Are you shopping for a new sedan and thinking of making the switch to an electric one? There are several coming down the pipeline, but they’re not cheap.
Petrina Gentile: Full disclosure – I drive a sedan and am a big fan of passenger cars. Even though most consumers today buy SUVs, auto makers are still building cars.
Mark Richardson: But they’ve killed most of the smallest vehicles, like the Honda Fit, Chevy Sonic, and Nissan Micra.
Gentile: That’s so disappointing. At least they’re not giving up on luxury, premium passenger cars. There’s still a market for them, even when it comes to all-electric vehicles.
Richardson: We’re talking expensive vehicles though. I can’t think of any electric or even plug-in hybrid sedans that will qualify for the federal government rebate of $5,000, which is now only offered for vehicles that start at less than $55,000 (For SUVs, pickup trucks and vans, that maximum base price rises to $60,000).
Gentile: Exactly. They’re in a class by themselves. And you won’t find hatchbacks or station wagons – sedans are the vehicle of choice. So let’s start with one of the most expensive brands – Maserati. It has a few electric sedans coming down the pipeline.
Richardson: Maserati is quickly turning itself into an all-electric brand. A lot of the less-mainstream manufacturers are doing that.

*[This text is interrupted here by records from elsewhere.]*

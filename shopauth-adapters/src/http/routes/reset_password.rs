use axum::{
    extract::{Path, State},
    http::StatusCode,
    response::IntoResponse,
    Json,
};
use secrecy::Secret;
use serde::{Deserialize, Serialize};
use shopauth_application::CompletePasswordResetUseCase;
use shopauth_core::{AccountStore, EmailClient, Password, PasswordHasher};

use super::error::AuthApiError;
use crate::http::AppState;

#[derive(Debug, Deserialize)]
pub struct ResetPasswordRequest {
    pub password: Secret<String>,
}

#[derive(Debug, Serialize)]
pub struct ResetPasswordResponse {
    pub message: String,
}

/// Consumes the one-shot reset token carried as a URL path segment.
#[tracing::instrument(name = "Reset password", skip_all)]
pub async fn reset_password<S, H, E>(
    State(state): State<AppState<S, H, E>>,
    Path(token): Path<String>,
    Json(request): Json<ResetPasswordRequest>,
) -> Result<impl IntoResponse, AuthApiError>
where
    S: AccountStore + Clone + 'static,
    H: PasswordHasher + Clone + 'static,
    E: EmailClient + Clone + 'static,
{
    let password = Password::try_from(request.password)?;

    let use_case = CompletePasswordResetUseCase::new(
        state.stores.clone(),
        state.reset_tokens.clone(),
        state.hasher.clone(),
    );
    use_case.execute(&token, password).await?;

    Ok((
        StatusCode::OK,
        Json(ResetPasswordResponse {
            message: "Password has been reset. Please log in again.".to_string(),
        }),
    ))
}
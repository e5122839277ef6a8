pub mod error;
pub mod forgot_password;
pub mod login;
pub mod logout;
pub mod reset_password;
pub mod signup;
pub mod verify_token;

pub use error::{AuthApiError, ErrorResponse};
pub use forgot_password::forgot_password;
pub use login::login;
pub use logout::logout;
pub use reset_password::reset_password;
pub use signup::signup;
pub use verify_token::verify_token;

use axum::http::HeaderMap;
use shopauth_application::VerifySessionUseCase;
use shopauth_core::{AccountStore, EmailClient, PasswordHasher, SessionIdentity};

use crate::auth::extract::extract_session_token;
use crate::config::constants::SESSION_COOKIE_NAME;
use crate::http::AppState;

/// Resolve the inbound request to an authenticated identity, or fail
/// with the uniform 401.
pub(crate) async fn authenticate<S, H, E>(
    state: &AppState<S, H, E>,
    headers: &HeaderMap,
) -> Result<SessionIdentity, AuthApiError>
where
    S: AccountStore + Clone + 'static,
    H: PasswordHasher + Clone + 'static,
    E: EmailClient + Clone + 'static,
{
    let token = extract_session_token(headers, SESSION_COOKIE_NAME).ok_or_else(|| {
        tracing::debug!("request carried no session credential");
        AuthApiError::AuthenticationFailed
    })?;

    let use_case = VerifySessionUseCase::new(state.stores.clone(), state.session_tokens.clone());
    Ok(use_case.execute(&token).await?)
}
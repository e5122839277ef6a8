use async_trait::async_trait;
use secrecy::Secret;
use serde::{Deserialize, Serialize};
use thiserror::Error;
use uuid::Uuid;

use crate::domain::{
    email::Email,
    password::{Password, PasswordHash},
    role::Role,
    session::SessionId,
};

// EmailClient port trait
#[async_trait]
pub trait EmailClient: Send + Sync {
    async fn send_email(
        &self,
        recipient: &Email,
        subject: &str,
        content: &str,
    ) -> Result<(), String>;
}

// PasswordHasher port trait and errors
#[derive(Debug, Error)]
pub enum PasswordHasherError {
    #[error("Failed to hash password: {0}")]
    HashingFailed(String),
}

/// Adaptive one-way hashing of plaintext passwords.
#[async_trait]
pub trait PasswordHasher: Send + Sync {
    async fn hash(&self, password: &Password) -> Result<PasswordHash, PasswordHasherError>;

    /// Verify a raw candidate against a stored hash.
    ///
    /// Returns `false` on mismatch, empty input, or a malformed stored
    /// hash - never an error, so callers cannot tell those apart.
    async fn verify(&self, candidate: &Secret<String>, stored: &PasswordHash) -> bool;
}

/// The normalized identity attached to a request after verification,
/// and the input to session token issuance.
#[derive(Debug, Clone)]
pub struct SessionIdentity {
    pub id: Uuid,
    pub role: Role,
    pub email: Email,
    pub session_id: SessionId,
}

/// Minimal user descriptor carried inside session token claims.
#[derive(Debug, Clone, Serialize, Deserialize)]
pub struct TokenUser {
    pub id: Uuid,
    pub email: String,
}

/// Claims carried inside a session token.
#[derive(Debug, Clone, Serialize, Deserialize)]
pub struct SessionClaims {
    pub role: Role,
    pub user: TokenUser,
    #[serde(rename = "sessionId")]
    pub session_id: String,
    pub iat: i64,
    pub exp: i64,
}

#[derive(Debug, Error)]
pub enum SessionTokenError {
    #[error("Token failed authentication")]
    Tampered,
    #[error("Token signature is invalid")]
    InvalidSignature,
    #[error("Token has expired")]
    Expired,
    #[error("Token claims are malformed")]
    MalformedClaims,
    #[error("Unexpected token error: {0}")]
    UnexpectedError(String),
}

/// Issues and verifies the bearer credential: signed claims wrapped in
/// authenticated encryption. A pure transform - persistence of the
/// session id happens before `issue` is called.
pub trait SessionTokenService: Send + Sync {
    fn issue(&self, identity: &SessionIdentity) -> Result<String, SessionTokenError>;
    fn verify(&self, token: &str) -> Result<SessionClaims, SessionTokenError>;
}

/// Claims carried inside a password-reset token.
#[derive(Debug, Clone, Serialize, Deserialize)]
pub struct ResetClaims {
    pub id: Uuid,
    pub role: Role,
    pub iat: i64,
    pub exp: i64,
}

#[derive(Debug, Error)]
pub enum ResetTokenError {
    #[error("Invalid or expired reset token")]
    InvalidOrExpired,
    #[error("Unexpected reset token error: {0}")]
    UnexpectedError(String),
}

/// The shorter-lived, separately-keyed token pipeline used to authorize
/// a one-time password change without an active session.
pub trait ResetTokenService: Send + Sync {
    fn issue(&self, account_id: Uuid, role: Role) -> Result<String, ResetTokenError>;
    fn verify(&self, token: &str) -> Result<ResetClaims, ResetTokenError>;
}
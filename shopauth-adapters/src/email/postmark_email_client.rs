use reqwest::{Client, Url};
use secrecy::{ExposeSecret, Secret};
use shopauth_core::{Email, EmailClient};

#[derive(Clone)]
pub struct PostmarkEmailClient {
    http_client: Client,
    base_url: String,
    sender: Email,
    authorization_token: Secret<String>,
}

impl PostmarkEmailClient {
    pub fn new(
        base_url: String,
        sender: Email,
        authorization_token: Secret<String>,
        http_client: Client,
    ) -> Self {
        Self {
            http_client,
            base_url,
            sender,
            authorization_token,
        }
    }
}

#[async_trait::async_trait]
impl EmailClient for PostmarkEmailClient {
    #[tracing::instrument(name = "Sending email", skip_all)]
    async fn send_email(
        &self,
        recipient: &Email,
        subject: &str,
        content: &str,
    ) -> Result<(), String> {
        let base = Url::parse(&self.base_url).map_err(|e| e.to_string())?;
        let url = base.join("/email").map_err(|e| e.to_string())?;

        let request_body = SendEmailRequest {
            from: self.sender.expose(),
            to: recipient.expose(),
            subject,
            html_body: content,
            text_body: content,
            message_stream: MESSAGE_STREAM,
        };

        let request = self
            .http_client
            .post(url)
            .header(
                POSTMARK_AUTH_HEADER,
                self.authorization_token.expose_secret(),
            )
            .json(&request_body);

        request
            .send()
            .await
            .map_err(|e| e.to_string())?
            .error_for_status()
            .map_err(|e| e.to_string())?;

        Ok(())
    }
}

const MESSAGE_STREAM: &str = "outbound";
const POSTMARK_AUTH_HEADER: &str = "X-Postmark-Server-Token";

#[derive(serde::Serialize, Debug)]
#[serde(rename_all = "PascalCase")]
struct SendEmailRequest<'a> {
    from: &'a str,
    to: &'a str,
    subject: &'a str,
    html_body: &'a str,
    text_body: &'a str,
    message_stream: &'a str,
}
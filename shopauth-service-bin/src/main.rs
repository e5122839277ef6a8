use std::time::Duration;

use color_eyre::eyre::WrapErr;
use reqwest::Client as HttpClient;
use secrecy::Secret;
use shopauth_adapters::{
    AppState, Argon2PasswordHasher, PostmarkEmailClient, ResetTokenManager, SessionTokenManager,
    Settings,
};
use shopauth_core::{Email, LockoutPolicy, Role};
use shopauth_service_lib::{account_stores, configure_postgresql, init_tracing, AuthService};

#[tokio::main]
async fn main() -> color_eyre::Result<()> {
    color_eyre::install()?;
    dotenvy::dotenv().ok();
    init_tracing();

    // Fail fast: absent or malformed key material aborts boot here,
    // never as a per-request 500.
    let settings = Settings::load().wrap_err("configuration is invalid")?;

    let pg_pool = configure_postgresql(&settings)
        .await
        .wrap_err("failed to create Postgres connection pool")?;
    sqlx::migrate!("./migrations")
        .run(&pg_pool)
        .await
        .wrap_err("failed to run migrations")?;

    let stores = account_stores(pg_pool);

    let http_client = HttpClient::builder()
        .timeout(Duration::from_millis(settings.email_client.timeout_millis))
        .build()?;
    let email_client = PostmarkEmailClient::new(
        settings.email_client.base_url.clone(),
        Email::try_from(Secret::from(settings.email_client.sender.clone()))
            .wrap_err("email_client.sender is not a valid address")?,
        settings.email_client.auth_token.clone(),
        http_client,
    );

    let session_tokens = SessionTokenManager::new(
        settings.auth.session.signing_secret.clone(),
        &settings
            .auth
            .session
            .cipher_key_bytes("auth.session.cipher_key")?,
        settings.session_ttl_seconds(),
    )?;
    let reset_tokens = ResetTokenManager::new(
        settings.auth.reset.signing_secret.clone(),
        &settings.auth.reset.cipher_key_bytes("auth.reset.cipher_key")?,
        settings.reset_ttl_seconds(),
    )?;

    let state = AppState {
        role: Role::User,
        stores,
        hasher: Argon2PasswordHasher,
        email_client,
        session_tokens,
        reset_tokens,
        lockout: LockoutPolicy::default(),
    };

    let listener = tokio::net::TcpListener::bind((
        settings.application.host.as_str(),
        settings.application.port,
    ))
    .await
    .wrap_err("failed to bind listener")?;

    AuthService::new(state).run_standalone(listener, None).await?;

    Ok(())
}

Gentile: Every Maserati model will be fully electric by 2025. The first one out of the gate is the new 1,200-horsepower GranTurismo next year. It will be followed by electric versions of the MC20 supercar and the Quattroporte sedan. Prices haven’t been released yet, but again, expect to pay big bucks.
Richardson: I’ve not yet met an owner of a supercar who’s been prepared to give up the noise and feel of a powerful gas engine. I think an electric sports car will be just an addition to a well-stocked garage of barely driven displays. How about real cars? You’ve driven the ‘edes-Benz EQS, haven’t you?
Gentile: I drove the EQS 580 4MATIC sedan in Germany last fall and it was very impressive. It was quick, nimble, and had an incredible hyperscreen to access everything from the navigation to the battery info. The screen stretches across the dashboard from pillar to pillar and has crisp, clean graphics.
Richardson: And it starts at $146,500. It will certainly be a status symbol for some people. But what’s coming that’s priced for those of us with pockets less deep?
Gentile: Mercedes has the EQE and the Mercedes-AMG EQS 4MATIC+ sedans coming later this year. Prices haven’t been announced yet. Genesis has the 2023 G80 electric sedan that should cost a little less.
Richardson: I’m expecting the electric G80 to come in below $100,000. You think that’s optimistic?
Gentile: It might, but I’d bet not by much. After all, the gas-powered G80 version starts around $66,000, and there’s a big price jump to an all-electric platform.
Richardson: No rebates from the government either for premium EVs. Which is fair. I pay taxes and I don’t want to subsidize your electric status symbol.
Gentile: Speaking of expensive, BMW just unveiled its i7 in New York City. It’s based on the 7 Series, which is the most expensive Bimmer sedan. It starts at a whopping $147,000, similar to the EQS. Think anyone will buy that?
Richardson: Sure they will – the same people who’ll buy an electric Mercedes sedan or an electric Audi. BMW has an established clientele, but what do you think of Lucid? Is it going to be a player, and will it win drivers away from those German brands?
Gentile: Lucid is definitely a company to watch. I think it’s going to steal drivers from the German brands and Tesla. The Lucid Air sedan is stunning – an impressive vehicle for a first-time auto maker.
Richardson: I’m wary of any first-time vehicle, and the Lucid Air is expensive. It starts at $105,000. Why is it any better than its competition? What’s it got that the others don’t?
Gentile: They’re all expensive, but the Lucid Air has more than 800 kilometres of range in ideal, warm-weather conditions and 1,111 horsepower. Need I say more? It’s the California company that supplies batteries for Formula-E race cars, too. Performance is at its heart.
Richardson: Thinking of California companies, is there any word on a replacement or improvement for the Tesla Model S? It’s kind of long in the tooth now.
Gentile: I haven’t heard anything yet, but I imagine one is planned, along with the long-awaited Tesla roadster. I drove the original roadster a decade ago and I can’t wait to drive the new one.
Richardson: It’ll be very different from that flimsy Lotus-based vehicle, I’m sure. Tesla doesn’t need partnerships any more.
Gentile: And hopefully we’ll hear more about Volkswagen’s upcoming mid-size electric sedan – it should be much more affordable than any of those other options. It’s expected in 2023, but details are slim.
Richardson: Finally, an electric sedan that might not break the bank for most drivers. Electric power and driving enjoyment shouldn’t be something for only the one per cent.